Synthesis of antimicrobial agents. IV. Synthesis and antimicrobial activities of imidazo[4,5-b][1,8]naphthyridine derivatives.

Abstract

As part of a search for new antimicrobial agents, some 3, 5-disubstituted 5, 8-dihydro-8-oxoimidazo and triazolo [4, 5-b] [1, 8] naphthyridine-7-carboxylic acids and related compounds, which contain a new ring system, were prepared.
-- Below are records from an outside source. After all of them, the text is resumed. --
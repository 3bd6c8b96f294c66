use crate::models::Candle;
use chrono::{DateTime, Duration, Utc};
use rand::rngs::StdRng;
use rand::{Rng, SeedableRng};
use std::str::FromStr;

/// Market scenario types for synthetic data generation
#[derive(Debug, Clone, Copy, PartialEq, Eq)]
pub enum MarketScenario {
    /// Steady uptrend with noise (+2% daily average)
    Uptrend,
    /// Steady downtrend with noise (-2% daily average)
    Downtrend,
    /// Mean-reverting chop around the starting price
    Sideways,
    /// Large swings with no drift (±5% per candle)
    Volatile,
    /// Slow grind up, then a 40% collapse over the second half
    Crash,
}

impl MarketScenario {
    pub const ALL: [MarketScenario; 5] = [
        MarketScenario::Uptrend,
        MarketScenario::Downtrend,
        MarketScenario::Sideways,
        MarketScenario::Volatile,
        MarketScenario::Crash,
    ];

    pub fn as_str(&self) -> &'static str {
        match self {
            MarketScenario::Uptrend => "uptrend",
            MarketScenario::Downtrend => "downtrend",
            MarketScenario::Sideways => "sideways",
            MarketScenario::Volatile => "volatile",
            MarketScenario::Crash => "crash",
        }
    }
}

impl FromStr for MarketScenario {
    type Err = String;

    fn from_str(s: &str) -> Result<Self, Self::Err> {
        MarketScenario::ALL
            .into_iter()
            .find(|scenario| scenario.as_str().eq_ignore_ascii_case(s.trim()))
            .ok_or_else(|| {
                let names: Vec<&str> = MarketScenario::ALL.iter().map(|s| s.as_str()).collect();
                format!("unknown scenario '{}', expected one of: {}", s, names.join(", "))
            })
    }
}

impl std::fmt::Display for MarketScenario {
    fn fmt(&self, f: &mut std::fmt::Formatter<'_>) -> std::fmt::Result {
        f.write_str(self.as_str())
    }
}

/// Generates synthetic OHLCV data for replays and tests
pub struct SyntheticDataGenerator {
    rng: StdRng,
    symbol: String,
    base_price: f64,
    base_volume: f64,
    start_time: Option<DateTime<Utc>>,
}

impl SyntheticDataGenerator {
    /// Create a new generator with a seed for reproducibility
    pub fn new(seed: u64) -> Self {
        Self {
            rng: StdRng::seed_from_u64(seed),
            symbol: "SYNTH/USDT".to_string(),
            base_price: 30_000.0,
            base_volume: 1_000.0,
            start_time: None,
        }
    }

    pub fn with_symbol(mut self, symbol: &str) -> Self {
        self.symbol = symbol.to_string();
        self
    }

    pub fn with_base_price(mut self, base_price: f64) -> Self {
        self.base_price = base_price;
        self
    }

    /// Pin the first timestamp; otherwise the series ends now
    pub fn with_start_time(mut self, start_time: DateTime<Utc>) -> Self {
        self.start_time = Some(start_time);
        self
    }

    /// Generate candles for a specific market scenario
    ///
    /// # Arguments
    /// * `scenario` - The market scenario to simulate
    /// * `num_candles` - Number of candles (250+ gives the detector a full window)
    /// * `interval_minutes` - Minutes between candles
    pub fn generate(&mut self, scenario: MarketScenario, num_candles: usize, interval_minutes: i64) -> Vec<Candle> {
        let interval_minutes = interval_minutes.max(1);
        let start_time = self
            .start_time
            .unwrap_or_else(|| Utc::now() - Duration::minutes(num_candles as i64 * interval_minutes));

        // Fraction of a day covered by one candle
        let day_fraction = interval_minutes as f64 / (24.0 * 60.0);

        let mut candles = Vec::with_capacity(num_candles);
        let mut current_price = self.base_price;

        for i in 0..num_candles {
            let timestamp = start_time + Duration::minutes(i as i64 * interval_minutes);

            let change = match scenario {
                MarketScenario::Uptrend => current_price * (0.02 * day_fraction + self.rng.gen_range(-0.001..0.001)),
                MarketScenario::Downtrend => {
                    current_price * (-0.02 * day_fraction + self.rng.gen_range(-0.001..0.001))
                }
                MarketScenario::Sideways => {
                    // 10% pull back to the mean
                    (self.base_price - current_price) * 0.1 + current_price * self.rng.gen_range(-0.01..0.01)
                }
                MarketScenario::Volatile => current_price * self.rng.gen_range(-0.05..0.05),
                MarketScenario::Crash => {
                    if i < num_candles / 2 {
                        current_price * self.rng.gen_range(-0.003..0.005)
                    } else {
                        let drop_rate = -0.40 / (num_candles as f64 / 2.0);
                        current_price * (drop_rate + self.rng.gen_range(-0.003..0.003))
                    }
                }
            };

            // Keep prices strictly positive
            current_price = (current_price + change).max(self.base_price * 0.05);

            let volume_factor = match scenario {
                // Panic selling
                MarketScenario::Crash if i >= num_candles / 2 => 2.5,
                MarketScenario::Volatile => 1.5,
                _ => 1.0,
            };

            let candle = self.create_candle(current_price, timestamp, volume_factor);
            candles.push(candle);
        }

        candles
    }

    /// Build a consistent OHLC bar around a close price
    fn create_candle(&mut self, price: f64, timestamp: DateTime<Utc>, volume_factor: f64) -> Candle {
        let noise_pct = 0.002;

        let open = price * (1.0 + self.rng.gen_range(-noise_pct..noise_pct));
        let high = open.max(price) * (1.0 + self.rng.gen_range(0.0..noise_pct));
        let low = open.min(price) * (1.0 - self.rng.gen_range(0.0..noise_pct));

        // Vary volume ±30%
        let volume = self.base_volume * volume_factor * self.rng.gen_range(0.7..1.3);

        Candle {
            symbol: self.symbol.clone(),
            timestamp,
            open,
            high,
            low,
            close: price,
            volume,
        }
    }
}

#[cfg(test)]
mod tests {
    use super::*;
    use crate::models::validate_candles;

    #[test]
    fn test_generate_uptrend() {
        let mut gen = SyntheticDataGenerator::new(42);
        let candles = gen.generate(MarketScenario::Uptrend, 500, 60);

        assert_eq!(candles.len(), 500);

        let first_price = candles.first().unwrap().close;
        let last_price = candles.last().unwrap().close;
        assert!(
            last_price > first_price,
            "Uptrend should end higher: {} -> {}",
            first_price,
            last_price
        );
    }

    #[test]
    fn test_generate_downtrend() {
        let mut gen = SyntheticDataGenerator::new(42);
        let candles = gen.generate(MarketScenario::Downtrend, 500, 60);

        let first_price = candles.first().unwrap().close;
        let last_price = candles.last().unwrap().close;
        assert!(
            last_price < first_price,
            "Downtrend should end lower: {} -> {}",
            first_price,
            last_price
        );
    }

    #[test]
    fn test_generate_sideways() {
        let mut gen = SyntheticDataGenerator::new(42);
        let candles = gen.generate(MarketScenario::Sideways, 500, 60);

        let base = gen.base_price;
        for candle in &candles {
            assert!(
                candle.close > base * 0.9 && candle.close < base * 1.1,
                "Sideways should stay near base: {} vs {}",
                candle.close,
                base
            );
        }
    }

    #[test]
    fn test_generate_crash() {
        let mut gen = SyntheticDataGenerator::new(7);
        let candles = gen.generate(MarketScenario::Crash, 400, 60);

        let midpoint = candles[199].close;
        let last = candles.last().unwrap().close;
        assert!(last < midpoint * 0.75, "Crash should lose most of 40%: {} -> {}", midpoint, last);
        assert!(candles[300].volume > candles[100].volume, "Crash volume should spike");
    }

    #[test]
    fn test_same_seed_same_series() {
        let start = Utc::now();
        let a = SyntheticDataGenerator::new(9)
            .with_start_time(start)
            .generate(MarketScenario::Volatile, 50, 60);
        let b = SyntheticDataGenerator::new(9)
            .with_start_time(start)
            .generate(MarketScenario::Volatile, 50, 60);
        assert_eq!(a, b);
    }

    #[test]
    fn test_candles_pass_validation() {
        for scenario in MarketScenario::ALL {
            let mut gen = SyntheticDataGenerator::new(42).with_symbol("BTC/USDT");
            let candles = gen.generate(scenario, 300, 60);

            assert!(validate_candles(&candles).is_ok(), "{} produced invalid candles", scenario);
            assert!(candles.iter().all(|c| c.symbol == "BTC/USDT"));
            for pair in candles.windows(2) {
                assert_eq!((pair[1].timestamp - pair[0].timestamp).num_minutes(), 60);
            }
        }
    }

    #[test]
    fn test_ohlc_consistency() {
        let mut gen = SyntheticDataGenerator::new(42);
        let candles = gen.generate(MarketScenario::Volatile, 200, 60);

        for candle in &candles {
            assert!(candle.high >= candle.close, "High should be >= close");
            assert!(candle.high >= candle.open, "High should be >= open");
            assert!(candle.low <= candle.close, "Low should be <= close");
            assert!(candle.low <= candle.open, "Low should be <= open");
            assert!(candle.low > 0.0);
        }
    }

    #[test]
    fn test_scenario_from_str() {
        assert_eq!("Crash".parse::<MarketScenario>(), Ok(MarketScenario::Crash));
        assert_eq!(" uptrend ".parse::<MarketScenario>(), Ok(MarketScenario::Uptrend));
        assert!("moon".parse::<MarketScenario>().is_err());
    }
}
The reactions of 6-amino-7-alkylamino-1-ethyl-1, 4-dihydro-4-oxo-1, 8-naphthyridine derivatives (3, 7, 11, 12 and 35) with acid, acetic anhydride, ethyl orthoformate and ethylxanthate afforded several imidazo [4, 5-b] [1, 8] naphthyridine derivatives. Treatment of the diamines (11 and 12) with sodium nitrite gave the triazolo [4, 5-b] [1, 8] naphthyridine derivatives (15 and 16). Reaction of the 7-acetylamino-4-hydroxy-1, 8-naphthyridine-3-carboxylate (17) with 1, 2-bromochloroethane gave different products (24 and 27), depending upon the reaction conditions. 3-Methyl-5-vinyl-5, 8-dihydro-8-oxoimidazo [4, 5-b] [1, 8]naphthyridine-7-carboxylic acid (38) was prepared by successive chloroethylation, nitration, chlorination, substitution with methylamine, reduction of the nitro group, imidazole cyclization and elimination of hydrogen chloride with simultaneous hydrolysis of the ester group. Some compounds obtained in this work showed activity nearly equal to that of pipemidic acid, but were slightly less active against Ps. aeruginosa.